Charles Leaver – Manage Your Environment Properly Or Suffer Security Problems And Vice Versa

Written by Charles Leaver Ziften CEO

 

If your business computing environment is not correctly managed there is no chance that it can be totally protected. And you can’t efficiently manage those complex business systems unless there’s a strong feeling that they are protected.

Some might call this a chicken-and-egg situation, where you have no idea where to begin. Should you begin with security? Or should you start with the management of your system? That’s the incorrect technique. Consider this instead like Reese’s Peanut Butter Cups: It’s not chocolate first. It’s not peanut butter initially. Instead, both are mixed together – and treated as a single scrumptious treat.

Many organizations, I would argue a lot of organizations, are structured with an IT management department reporting to a CIO, and with a security management group reporting to a CISO. The CIO group and the CISO group do not know each other, speak to each other just when absolutely essential, have unique budget plans, definitely have separate concerns, check out different reports, and make use of various management platforms. On a day-to-day basis, what makes up a job, an issue or an alert for one team flies completely under the other team’s radar.

That’s bad, because both the IT and security groups need to make assumptions. The IT team believes that everything is secure, unless someone notifies them otherwise. For instance, they assume that devices and applications have not been jeopardized, users have actually not intensified their privileges, and so-on. Likewise, the security team assumes that the servers, desktops, and mobiles are working properly, operating systems and applications fully updated, patches have been used, and so on

Since the CIO and CISO teams aren’t talking with each other, do not comprehend each others’ functions and priorities, and aren’t using the exact same tools, those assumptions might not be appropriate.

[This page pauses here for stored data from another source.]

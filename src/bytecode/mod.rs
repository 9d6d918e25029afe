//! Bytecode representation
//!
//! A deliberately small register-based bytecode: enough to drive the tiering
//! engine with arithmetic, property and element access, calls, loops and
//! exceptions. `FunctionCode` is immutable once built and is shared with
//! background compile workers through `Arc`.

mod instruction;

pub use instruction::{BinaryOp, CompareOp, Instruction, Intrinsic, Reg, UnaryOp};

use crate::error::{Error, Result};
use crate::runtime::Value;
use serde::{Deserialize, Serialize};
use std::collections::hash_map::DefaultHasher;
use std::fmt;
use std::hash::{Hash, Hasher};
use std::sync::Arc;

/// Identity of a function in a `Program`
#[derive(Debug, Clone, Copy, PartialEq, Eq, Hash, PartialOrd, Ord, Serialize, Deserialize)]
pub struct FunctionId(pub u32);

impl fmt::Display for FunctionId {
    fn fmt(&self, f: &mut fmt::Formatter<'_>) -> fmt::Result {
        write!(f, "fn#{}", self.0)
    }
}

/// Constant pool entry. Constants are `Send` so compile workers can read them.
#[derive(Debug, Clone, PartialEq)]
pub enum Constant {
    Undefined,
    Null,
    Bool(bool),
    Smi(i32),
    Number(f64),
    Str(Arc<str>),
}

impl Constant {
    pub fn to_value(&self) -> Value {
        match self {
            Constant::Undefined => Value::Undefined,
            Constant::Null => Value::Null,
            Constant::Bool(b) => Value::Bool(*b),
            Constant::Smi(i) => Value::Smi(*i),
            Constant::Number(n) => Value::number(*n),
            Constant::Str(s) => Value::string(s),
        }
    }

    pub fn as_str(&self) -> Option<&Arc<str>> {
        match self {
            Constant::Str(s) => Some(s),
            _ => None,
        }
    }
}

/// Exception handler range: a throw at `start <= pc < end` lands at
/// `handler` with the exception value in register `exception`.
#[derive(Debug, Clone, Copy, PartialEq, Eq)]
pub struct HandlerEntry {
    pub start: u32,
    pub end: u32,
    pub handler: u32,
    pub exception: Reg,
}

/// An immutable compiled function body
#[derive(Debug, Clone)]
pub struct FunctionCode {
    pub id: FunctionId,
    pub name: String,
    pub param_count: u16,
    pub register_count: u16,
    pub instructions: Vec<Instruction>,
    pub constants: Vec<Constant>,
    /// Innermost handlers first
    pub handlers: Vec<HandlerEntry>,
    /// Hash of the body, used to reject stale feedback snapshots
    pub version: u64,
}

impl FunctionCode {
    pub fn len(&self) -> usize {
        self.instructions.len()
    }

    pub fn is_empty(&self) -> bool {
        self.instructions.is_empty()
    }

    pub fn constant(&self, index: u16) -> &Constant {
        static UNDEFINED: Constant = Constant::Undefined;
        self.constants.get(index as usize).unwrap_or(&UNDEFINED)
    }

    /// Property name stored at constant `index`
    pub fn name_at(&self, index: u16) -> Arc<str> {
        self.constant(index)
            .as_str()
            .cloned()
            .unwrap_or_else(|| Arc::from("undefined"))
    }

    /// Innermost exception handler covering `pc`
    pub fn handler_for(&self, pc: u32) -> Option<&HandlerEntry> {
        self.handlers.iter().find(|h| h.start <= pc && pc < h.end)
    }

    /// Targets of backward jumps; each one identifies a loop
    pub fn loop_headers(&self) -> Vec<u32> {
        let mut headers: Vec<u32> = self
            .instructions
            .iter()
            .enumerate()
            .filter_map(|(pc, insn)| match insn {
                Instruction::Jump { target } if (*target as usize) <= pc => Some(*target),
                _ => None,
            })
            .collect();
        headers.sort_unstable();
        headers.dedup();
        headers
    }

    /// Whether `pc` starts a basic block
    pub fn block_leaders(&self) -> Vec<bool> {
        let mut leaders = vec![false; self.instructions.len() + 1];
        if let Some(first) = leaders.first_mut() {
            *first = true;
        }
        for (pc, insn) in self.instructions.iter().enumerate() {
            if let Some(target) = insn.jump_target() {
                leaders[target as usize] = true;
                leaders[pc + 1] = true;
            }
            if insn.ends_block() {
                leaders[pc + 1] = true;
            }
        }
        for handler in &self.handlers {
            leaders[handler.handler as usize] = true;
            leaders[handler.start as usize] = true;
            leaders[handler.end as usize] = true;
        }
        leaders
    }

    /// Print a disassembly listing
    pub fn disassemble(&self) -> String {
        let mut out = format!(
            "== {} ({} params, {} registers) ==\n",
            self.name, self.param_count, self.register_count
        );
        for (pc, insn) in self.instructions.iter().enumerate() {
            out.push_str(&format!("{:>4}  {}\n", pc, insn));
        }
        for (i, k) in self.constants.iter().enumerate() {
            out.push_str(&format!("  k{} = {:?}\n", i, k));
        }
        out
    }
}

/// Forward-referencable branch target
#[derive(Debug, Clone, Copy, PartialEq, Eq)]
pub struct Label(usize);

/// An open `try` range
#[derive(Debug)]
pub struct TryRegion {
    start: u32,
}

/// Builds a `FunctionCode` with labels and handler ranges
#[derive(Debug)]
pub struct FunctionBuilder {
    name: String,
    param_count: u16,
    register_count: u16,
    instructions: Vec<Instruction>,
    constants: Vec<Constant>,
    handlers: Vec<HandlerEntry>,
    labels: Vec<Option<u32>>,
    patches: Vec<(usize, Label)>,
}

impl FunctionBuilder {
    pub fn new(name: impl Into<String>, param_count: u16) -> Self {
        Self {
            name: name.into(),
            param_count,
            register_count: param_count,
            instructions: Vec::new(),
            constants: Vec::new(),
            handlers: Vec::new(),
            labels: Vec::new(),
            patches: Vec::new(),
        }
    }

    /// Parameter register
    pub fn param(&self, index: u16) -> Reg {
        debug_assert!(index < self.param_count);
        index
    }

    /// Allocate a fresh local register
    pub fn register(&mut self) -> Reg {
        let reg = self.register_count;
        self.register_count += 1;
        reg
    }

    /// Allocate `count` consecutive registers, returning the first
    pub fn registers(&mut self, count: u16) -> Reg {
        let first = self.register_count;
        self.register_count += count;
        first
    }

    /// Intern a constant
    pub fn constant(&mut self, constant: Constant) -> u16 {
        if let Some(index) = self.constants.iter().position(|k| *k == constant) {
            return index as u16;
        }
        self.constants.push(constant);
        (self.constants.len() - 1) as u16
    }

    /// Intern a property name
    pub fn name(&mut self, name: &str) -> u16 {
        self.constant(Constant::Str(Arc::from(name)))
    }

    /// Next instruction's pc
    pub fn pc(&self) -> u32 {
        self.instructions.len() as u32
    }

    pub fn emit(&mut self, insn: Instruction) -> u32 {
        let pc = self.pc();
        self.instructions.push(insn);
        pc
    }

    pub fn load_smi(&mut self, dst: Reg, value: i32) -> u32 {
        let index = self.constant(Constant::Smi(value));
        self.emit(Instruction::LoadConst { dst, index })
    }

    pub fn load_number(&mut self, dst: Reg, value: f64) -> u32 {
        let index = self.constant(Constant::Number(value));
        self.emit(Instruction::LoadConst { dst, index })
    }

    pub fn load_str(&mut self, dst: Reg, value: &str) -> u32 {
        let index = self.constant(Constant::Str(Arc::from(value)));
        self.emit(Instruction::LoadConst { dst, index })
    }

    pub fn get_named(&mut self, dst: Reg, object: Reg, name: &str) -> u32 {
        let name = self.name(name);
        self.emit(Instruction::GetNamed { dst, object, name })
    }

    pub fn set_named(&mut self, object: Reg, name: &str, src: Reg) -> u32 {
        let name = self.name(name);
        self.emit(Instruction::SetNamed { object, name, src })
    }

    /// Object literal from consecutive registers starting at `first`
    pub fn new_object(&mut self, dst: Reg, keys: &[&str], first: Reg) -> u32 {
        let keys: Box<[u16]> = keys.iter().map(|k| self.name(k)).collect();
        self.emit(Instruction::NewObject { dst, keys, first })
    }

    pub fn intrinsic(&mut self, dst: Reg, intrinsic: Intrinsic, arg: Reg) -> u32 {
        self.emit(Instruction::Intrinsic { dst, intrinsic, arg })
    }

    pub fn label(&mut self) -> Label {
        self.labels.push(None);
        Label(self.labels.len() - 1)
    }

    /// Bind `label` to the next instruction
    pub fn bind(&mut self, label: Label) {
        self.labels[label.0] = Some(self.pc());
    }

    pub fn jump(&mut self, label: Label) -> u32 {
        self.patches.push((self.instructions.len(), label));
        self.emit(Instruction::Jump { target: u32::MAX })
    }

    pub fn jump_if_false(&mut self, cond: Reg, label: Label) -> u32 {
        self.patches.push((self.instructions.len(), label));
        self.emit(Instruction::JumpIfFalse { cond, target: u32::MAX })
    }

    pub fn jump_if_true(&mut self, cond: Reg, label: Label) -> u32 {
        self.patches.push((self.instructions.len(), label));
        self.emit(Instruction::JumpIfTrue { cond, target: u32::MAX })
    }

    pub fn begin_try(&mut self) -> TryRegion {
        TryRegion { start: self.pc() }
    }

    /// Close a `try` range whose handler starts at `handler`
    pub fn end_try(&mut self, region: TryRegion, handler: Label, exception: Reg) {
        self.handlers.push(HandlerEntry {
            start: region.start,
            end: self.pc(),
            handler: u32::MAX,
            exception,
        });
        self.patches.push((usize::MAX - (self.handlers.len() - 1), handler));
    }

    /// Resolve labels and produce the finished body
    pub fn finish(mut self, id: FunctionId) -> Result<FunctionCode> {
        for (site, label) in std::mem::take(&mut self.patches) {
            let target = self.labels[label.0]
                .ok_or_else(|| Error::internal(format!("unbound label in {}", self.name)))?;
            if site > usize::MAX / 2 {
                self.handlers[usize::MAX - site].handler = target;
                continue;
            }
            match &mut self.instructions[site] {
                Instruction::Jump { target: t }
                | Instruction::JumpIfFalse { target: t, .. }
                | Instruction::JumpIfTrue { target: t, .. } => *t = target,
                _ => return Err(Error::internal("label patch on non-branch")),
            }
        }
        if !matches!(
            self.instructions.last(),
            Some(Instruction::Return { .. } | Instruction::Throw { .. } | Instruction::Jump { .. })
        ) {
            let dst = self.register();
            self.emit(Instruction::LoadUndefined { dst });
            self.emit(Instruction::Return { src: dst });
        }
        for insn in &self.instructions {
            if let Some(target) = insn.jump_target() {
                if target as usize >= self.instructions.len() {
                    return Err(Error::internal(format!("branch out of range in {}", self.name)));
                }
            }
        }

        let mut hasher = DefaultHasher::new();
        self.name.hash(&mut hasher);
        format!("{:?}{:?}{:?}", self.instructions, self.constants, self.handlers).hash(&mut hasher);

        Ok(FunctionCode {
            id,
            name: self.name,
            param_count: self.param_count,
            register_count: self.register_count,
            instructions: self.instructions,
            constants: self.constants,
            handlers: self.handlers,
            version: hasher.finish(),
        })
    }
}

/// The function table
#[derive(Debug, Clone, Default)]
pub struct Program {
    functions: Vec<Option<Arc<FunctionCode>>>,
    names: Vec<String>,
}

impl Program {
    pub fn new() -> Self {
        Self::default()
    }

    /// Reserve an id so bodies can reference functions defined later
    pub fn declare(&mut self, name: impl Into<String>) -> FunctionId {
        self.functions.push(None);
        self.names.push(name.into());
        FunctionId((self.functions.len() - 1) as u32)
    }

    /// Attach a body to a declared id
    pub fn define(&mut self, id: FunctionId, builder: FunctionBuilder) -> Result<FunctionId> {
        let slot = self
            .functions
            .get_mut(id.0 as usize)
            .ok_or_else(|| Error::reference_error(format!("{} was never declared", id)))?;
        *slot = Some(Arc::new(builder.finish(id)?));
        Ok(id)
    }

    /// Declare and define in one step
    pub fn add(&mut self, builder: FunctionBuilder) -> Result<FunctionId> {
        let id = self.declare(builder.name.clone());
        self.define(id, builder)
    }

    pub fn get(&self, id: FunctionId) -> Option<&Arc<FunctionCode>> {
        self.functions.get(id.0 as usize)?.as_ref()
    }

    /// Defined functions in id order
    pub fn iter(&self) -> impl Iterator<Item = &Arc<FunctionCode>> {
        self.functions.iter().flatten()
    }

    pub fn find(&self, name: &str) -> Option<FunctionId> {
        self.names
            .iter()
            .position(|n| n == name)
            .map(|i| FunctionId(i as u32))
    }

    pub fn name_of(&self, id: FunctionId) -> &str {
        self.names.get(id.0 as usize).map(String::as_str).unwrap_or("<unknown>")
    }

    pub fn len(&self) -> usize {
        self.functions.len()
    }

    pub fn is_empty(&self) -> bool {
        self.functions.is_empty()
    }
}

And again, you cannot have a secure environment unless that environment is properly managed – and you cannot manage that environment unless it’s protected. Or to put it another way: An unsecure environment makes anything you do in the IT organization suspect and irrelevant, and indicates that you can’t know whether the details you are seeing are correct or manipulated. It may all be phony news.

How to Bridge the IT / Security Space

The best ways to bridge that gap? It sounds easy however it can be challenging: Make sure that there is an umbrella covering both the IT and security teams. Both IT and security report to the very same individual or organization somewhere. It might be the CIO, it might be the CFO, it might be the CEO. For the sake of argument here, let’s say it’s the CFO.

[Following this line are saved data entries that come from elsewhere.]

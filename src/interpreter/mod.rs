//! Bytecode interpreter
//!
//! The interpreter is the tier every function starts in and the tier every
//! deopt lands in. It runs an explicit stack of [`InterpreterFrame`]s so that
//! a deopt out of inlined code can hand over several frames at once; calls
//! that start in the interpreter recurse through the engine instead.
//!
//! Every instruction that can specialize later records type feedback here.
//! Backward jumps are the only safe points inside a function and are where
//! on-stack replacement is attempted.

mod frame;

pub use frame::InterpreterFrame;

use crate::bytecode::Instruction;
use crate::engine::Engine;
use crate::error::Error;
use crate::jit::ResumeAt;
use crate::runtime::{ops, Abrupt, Completion, Value};
use std::sync::Arc;

/// Find a handler for `exception`, popping frames that have none.
/// Returns false once the stack is empty.
fn unwind(stack: &mut Vec<InterpreterFrame>, exception: Value) -> bool {
    while let Some(frame) = stack.last_mut() {
        if let Some(handler) = frame.code.handler_for(frame.pc).copied() {
            frame.set(handler.exception, exception);
            frame.pc = handler.handler;
            return true;
        }
        stack.pop();
    }
    false
}

/// How the current instruction hands over control
enum Flow {
    Next,
    Jump(u32),
    Return(Value),
    /// The exception escaped the top frame entirely; continue with its caller
    Rethrow(Value),
}

impl Engine {
    /// Run `stack` (outermost frame first) to completion. `resume` says how
    /// the innermost frame continues.
    pub(crate) fn interpret(
        &mut self,
        mut stack: Vec<InterpreterFrame>,
        resume: ResumeAt,
    ) -> Completion<Value> {
        let mut pending = None;
        match resume {
            ResumeAt::Before => {}
            ResumeAt::After(value) => {
                if let Some(frame) = stack.last_mut() {
                    frame.complete(value);
                }
            }
            ResumeAt::Throw(exception) => pending = Some(exception),
        }

        loop {
            if let Some(exception) = pending.take() {
                if !unwind(&mut stack, exception.clone()) {
                    return Err(Abrupt::Throw(exception));
                }
            }
            let Some(frame) = stack.last_mut() else {
                return Err(Error::internal("interpreter ran out of frames").into());
            };
            let code = Arc::clone(&frame.code);
            let function = code.id;
            let pc = frame.pc;
            let Some(insn) = code.instructions.get(pc as usize) else {
                return Err(Error::internal(format!("{} ran past its last instruction", code.name)).into());
            };

            // Language exceptions stay at `pc` so the handler lookup sees the
            // throwing instruction
            macro_rules! catching {
                ($completion:expr) => {
                    match $completion {
                        Ok(value) => value,
                        Err(Abrupt::Throw(exception)) => {
                            pending = Some(exception);
                            continue;
                        }
                        Err(fatal) => return Err(fatal),
                    }
                };
            }

            let flow = match insn {
                Instruction::LoadConst { dst, index } => {
                    frame.set(*dst, code.constant(*index).to_value());
                    Flow::Next
                }
                Instruction::LoadUndefined { dst } => {
                    frame.set(*dst, Value::Undefined);
                    Flow::Next
                }
                Instruction::LoadFunction { dst, function } => {
                    frame.set(*dst, Value::Function(*function));
                    Flow::Next
                }
                Instruction::Move { dst, src } => {
                    let value = frame.get(*src);
                    frame.set(*dst, value);
                    Flow::Next
                }
                Instruction::Binary { op, dst, lhs, rhs } => {
                    let (a, b) = (frame.get(*lhs), frame.get(*rhs));
                    let r = ops::binary(*op, &a, &b);
                    self.feedback.record_arithmetic(function, pc, &a, Some(&b), &r);
                    frame.set(*dst, r);
                    Flow::Next
                }
                Instruction::Unary { op, dst, src } => {
                    let a = frame.get(*src);
                    let r = ops::unary(*op, &a);
                    self.feedback.record_arithmetic(function, pc, &a, None, &r);
                    frame.set(*dst, r);
                    Flow::Next
                }
                Instruction::Compare { op, dst, lhs, rhs } => {
                    let (a, b) = (frame.get(*lhs), frame.get(*rhs));
                    let r = Value::Bool(ops::compare(*op, &a, &b));
                    self.feedback.record_arithmetic(function, pc, &a, Some(&b), &r);
                    frame.set(*dst, r);
                    Flow::Next
                }

                Instruction::Jump { target } if *target <= pc => {
                    match self.maybe_osr(&code, *target, &frame.registers) {
                        Ok(Some(value)) => Flow::Return(value),
                        Ok(None) => Flow::Jump(*target),
                        Err(Abrupt::Throw(exception)) => Flow::Rethrow(exception),
                        Err(fatal) => return Err(fatal),
                    }
                }
                Instruction::Jump { target } => Flow::Jump(*target),
                Instruction::JumpIfFalse { cond, target } => {
                    let taken = !frame.get(*cond).to_boolean();
                    self.feedback.record_branch(function, pc, taken);
                    if taken {
                        Flow::Jump(*target)
                    } else {
                        Flow::Next
                    }
                }
                Instruction::JumpIfTrue { cond, target } => {
                    let taken = frame.get(*cond).to_boolean();
                    self.feedback.record_branch(function, pc, taken);
                    if taken {
                        Flow::Jump(*target)
                    } else {
                        Flow::Next
                    }
                }

                Instruction::GetNamed { dst, object, name } => {
                    let receiver = frame.get(*object);
                    let key = code.name_at(*name);
                    self.feedback.observe_named(function, pc, &self.shapes, &receiver, &key);
                    let value = catching!(ops::get_named(&self.shapes, &receiver, &key));
                    frame.set(*dst, value);
                    Flow::Next
                }
                Instruction::SetNamed { object, name, src } => {
                    let receiver = frame.get(*object);
                    let key = code.name_at(*name);
                    self.feedback.observe_named(function, pc, &self.shapes, &receiver, &key);
                    let value = frame.get(*src);
                    catching!(ops::set_named(&mut self.shapes, &receiver, &key, value));
                    Flow::Next
                }
                Instruction::GetIndexed { dst, array, index } => {
                    let (target, key) = (frame.get(*array), frame.get(*index));
                    self.feedback.observe_element(function, pc, &target, &key);
                    let value = catching!(ops::get_indexed(&self.shapes, &target, &key));
                    frame.set(*dst, value);
                    Flow::Next
                }
                Instruction::SetIndexed { array, index, src } => {
                    let (target, key, value) = (frame.get(*array), frame.get(*index), frame.get(*src));
                    catching!(ops::set_indexed(&mut self.shapes, &target, &key, value));
                    Flow::Next
                }
                Instruction::NewObject { dst, keys, first } => {
                    let names: Vec<Arc<str>> = keys.iter().map(|k| code.name_at(*k)).collect();
                    let values = (0..keys.len() as u16).map(|i| frame.get(first + i)).collect();
                    let object = ops::new_object(&mut self.shapes, &names, values);
                    frame.set(*dst, object);
                    Flow::Next
                }
                Instruction::NewArray { dst, elements } => {
                    let values = elements.iter().map(|e| e.map(|r| frame.get(r))).collect();
                    frame.set(*dst, ops::new_array(values));
                    Flow::Next
                }

                Instruction::Call { dst, callee, first_arg, argc } => {
                    let target = frame.get(*callee);
                    self.feedback.observe_call(function, pc, &target);
                    let args = (0..*argc).map(|i| frame.get(first_arg + i)).collect();
                    let value = catching!(self.call_value(&target, args));
                    frame.set(*dst, value);
                    Flow::Next
                }
                Instruction::Intrinsic { dst, intrinsic, arg } => {
                    let argument = frame.get(*arg);
                    let value = catching!(self.run_intrinsic(*intrinsic, argument, function));
                    frame.set(*dst, value);
                    Flow::Next
                }
                Instruction::Throw { src } => {
                    pending = Some(frame.get(*src));
                    continue;
                }
                Instruction::Return { src } => Flow::Return(frame.get(*src)),
            };

            match flow {
                Flow::Next => frame.pc = pc + 1,
                Flow::Jump(target) => frame.pc = target,
                Flow::Return(value) => {
                    stack.pop();
                    match stack.last_mut() {
                        Some(caller) => caller.complete(value),
                        None => return Ok(value),
                    }
                }
                Flow::Rethrow(exception) => {
                    stack.pop();
                    if stack.is_empty() {
                        return Err(Abrupt::Throw(exception));
                    }
                    pending = Some(exception);
                }
            }
        }
    }
}

#[cfg(test)]
mod tests {
    use super::*;
    use crate::bytecode::{BinaryOp, FunctionBuilder, FunctionCode, Program};

    fn code(builder: FunctionBuilder) -> Arc<FunctionCode> {
        let mut program = Program::new();
        let id = program.add(builder).unwrap();
        Arc::clone(program.get(id).unwrap())
    }

    #[test]
    fn test_unwind_finds_handler() {
        let mut b = FunctionBuilder::new("catcher", 0);
        let exc = b.register();
        let region = b.begin_try();
        b.emit(Instruction::Throw { src: exc });
        let handler = b.label();
        b.end_try(region, handler, exc);
        b.bind(handler);
        b.emit(Instruction::Return { src: exc });
        let code = code(b);

        let mut stack = vec![InterpreterFrame::new(Arc::clone(&code), Vec::new())];
        assert!(unwind(&mut stack, Value::Smi(7)));
        assert_eq!(stack[0].get(exc), Value::Smi(7));
        assert_eq!(stack[0].pc, code.handler_for(0).unwrap().handler);
    }

    #[test]
    fn test_unwind_pops_frames_without_handlers() {
        let mut b = FunctionBuilder::new("plain", 1);
        let r = b.register();
        b.emit(Instruction::Binary { op: BinaryOp::Add, dst: r, lhs: 0, rhs: 0 });
        b.emit(Instruction::Return { src: r });
        let code = code(b);
        let mut stack = vec![
            InterpreterFrame::new(Arc::clone(&code), vec![Value::Smi(1)]),
            InterpreterFrame::new(code, vec![Value::Smi(2)]),
        ];
        assert!(!unwind(&mut stack, Value::Undefined));
        assert!(stack.is_empty());
    }
}
//! Integration tests for on-stack replacement and debugger breaks

mod common;
use common::{eager_config, engine_with, sum_loop};
use quicktier::scenarios;
use quicktier::{BreakEvent, DebugAction, DeoptReason, Engine, EngineConfig, RecordingListener, Tier, Value};

mod osr {
    use super::*;
    use pretty_assertions::assert_eq;

    #[test]
    fn test_hot_loop_transfers_mid_invocation() {
        let (mut engine, sum) = engine_with(sum_loop("sum"), eager_config());
        assert_eq!(engine.call(sum, &[Value::Smi(100)]).unwrap(), Value::Smi(4950));

        let stats = engine.stats();
        assert_eq!(stats.osr_compiles, 1);
        assert_eq!(stats.osr_transfers, 1);
        // The exit branch was never taken before the transfer
        assert_eq!(stats.deopts_for(DeoptReason::Unreachable), 1);
        // OSR only changes the running invocation
        assert_eq!(engine.tier(sum), Tier::Interpreted);
        // and the exit deopt invalidated the OSR code
        assert!(!engine.snapshot(sum).unwrap().has_osr_code);
    }

    #[test]
    fn test_short_loop_stays_interpreted() {
        let (mut engine, sum) = engine_with(sum_loop("sum"), eager_config());
        assert_eq!(engine.call(sum, &[Value::Smi(5)]).unwrap(), Value::Smi(10));
        assert_eq!(engine.stats().osr_compiles, 0);
    }

    #[test]
    fn test_never_optimize_blocks_osr() {
        let (mut engine, sum) = engine_with(sum_loop("sum"), eager_config());
        engine.never_optimize(sum);
        assert_eq!(engine.call(sum, &[Value::Smi(100)]).unwrap(), Value::Smi(4950));
        assert_eq!(engine.stats().osr_compiles, 0);
        assert_eq!(engine.stats().osr_transfers, 0);
    }

    #[test]
    fn test_loop_results_agree_with_interpreter() {
        let (mut reference, plain) = engine_with(sum_loop("sum"), eager_config());
        reference.never_optimize(plain);
        let (mut engine, sum) = engine_with(sum_loop("sum"), eager_config());
        for n in [0, 1, 17, 64, 250] {
            let expected = reference.call(plain, &[Value::Smi(n)]).unwrap();
            assert_eq!(engine.call(sum, &[Value::Smi(n)]).unwrap(), expected, "sum({})", n);
        }
    }

    #[test]
    fn test_explicit_request_in_every_iteration() {
        let report = scenarios::find("osr-sum").unwrap().run(EngineConfig::default()).unwrap();
        let failures: Vec<_> = report.failures().collect();
        assert!(failures.is_empty(), "{:#?}", failures);
        assert!(report.stats.osr_transfers >= 1);
    }

    #[test]
    fn test_tail_after_osr_loop_runs_interpreted() {
        let report = scenarios::find("osr-then-deopt").unwrap().run(EngineConfig::default()).unwrap();
        assert!(report.passed(), "{}", report);
        assert!(report.stats.deopts_for(DeoptReason::Unreachable) >= 1);
    }
}

mod breaks {
    use super::*;
    use pretty_assertions::assert_eq;

    #[test]
    fn test_break_at_function_entry() {
        let (mut engine, sum) = engine_with(sum_loop("sum"), eager_config());
        let listener = RecordingListener::new(DebugAction::Continue);
        let events = listener.events();
        engine.set_debug_listener(listener);
        engine.schedule_break();
        engine.call(sum, &[Value::Smi(3)]).unwrap();

        let events = events.borrow();
        assert_eq!(events.len(), 1);
        assert_eq!(events[0].pc, 0);
        assert_eq!(events[0].tier, Tier::Interpreted);
        assert_eq!(events[0].locals[0], Value::Smi(3));
    }

    #[test]
    fn test_break_inside_osr_loop_keeps_compiled_frame() {
        let scenario = scenarios::find("osr-break").unwrap();
        let mut engine = Engine::new(scenario.program().unwrap(), EngineConfig::default()).unwrap();
        let f = engine.function("f").unwrap();
        let listener = RecordingListener::new(DebugAction::Continue);
        let events = listener.events();
        engine.set_debug_listener(listener);
        engine.prepare(f);

        assert_eq!(engine.call(f, &[]).unwrap(), Value::Smi(10));
        let events = events.borrow();
        assert_eq!(events.len(), 10);
        assert!(events.iter().any(|e| e.osr && e.tier == Tier::Optimized));
        assert_eq!(engine.stats().deopts_for(DeoptReason::ExplicitRequest), 0);
    }

    #[test]
    fn test_deoptimize_action_leaves_compiled_code() {
        let scenario = scenarios::find("osr-break").unwrap();
        let mut engine = Engine::new(scenario.program().unwrap(), EngineConfig::default()).unwrap();
        let f = engine.function("f").unwrap();
        let mut osr_breaks = 0;
        engine.set_debug_listener(move |event: &BreakEvent| {
            if event.osr {
                osr_breaks += 1;
            }
            if osr_breaks == 1 {
                DebugAction::Deoptimize
            } else {
                DebugAction::Continue
            }
        });
        engine.prepare(f);

        assert_eq!(engine.call(f, &[]).unwrap(), Value::Smi(10));
        assert!(engine.stats().deopts_for(DeoptReason::ExplicitRequest) >= 1);
        assert_eq!(engine.stats().debug_breaks, 10);
    }
}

If the business doesn’t have a secure environment, and there’s a breach, the value of the brand and the company can be reduced to nothing. Similarly, if the users, devices, infrastructure, application, and data aren’t well-managed, the business cannot work efficiently, and the value drops. As we have actually talked about, if it’s not well managed, it can’t be secured, and if it’s not protected, it cannot be well handled.

The fiduciary responsibility of senior executives (like the CFO) is to secure the worth of organizational assets, and that indicates making sure IT and security talk to each other, comprehend each other’s priorities, and if possible, can see the same reports and data – filtered and shown to be significant to their specific areas of duty.

That’s the thinking that we adopted with the design of our Zenith platform. It’s not a security management tool with IT capabilities, and it’s not an IT management tool with security abilities. No, it’s a Peanut Butter Cup, created similarly around chocolate and peanut butter. To be less confectionery, Zenith is an umbrella that gives IT teams exactly what they need to do their jobs, and gives security groups what they require as well – without coverage spaces that might undermine assumptions about the state of enterprise security and IT management.

We need to guarantee that our organization’s IT infrastructure is developed on a safe and secure structure – and that our security is executed on a well managed base of hardware, infrastructure, software applications and users. We can’t run at peak performance, and with full fiduciary duty, otherwise.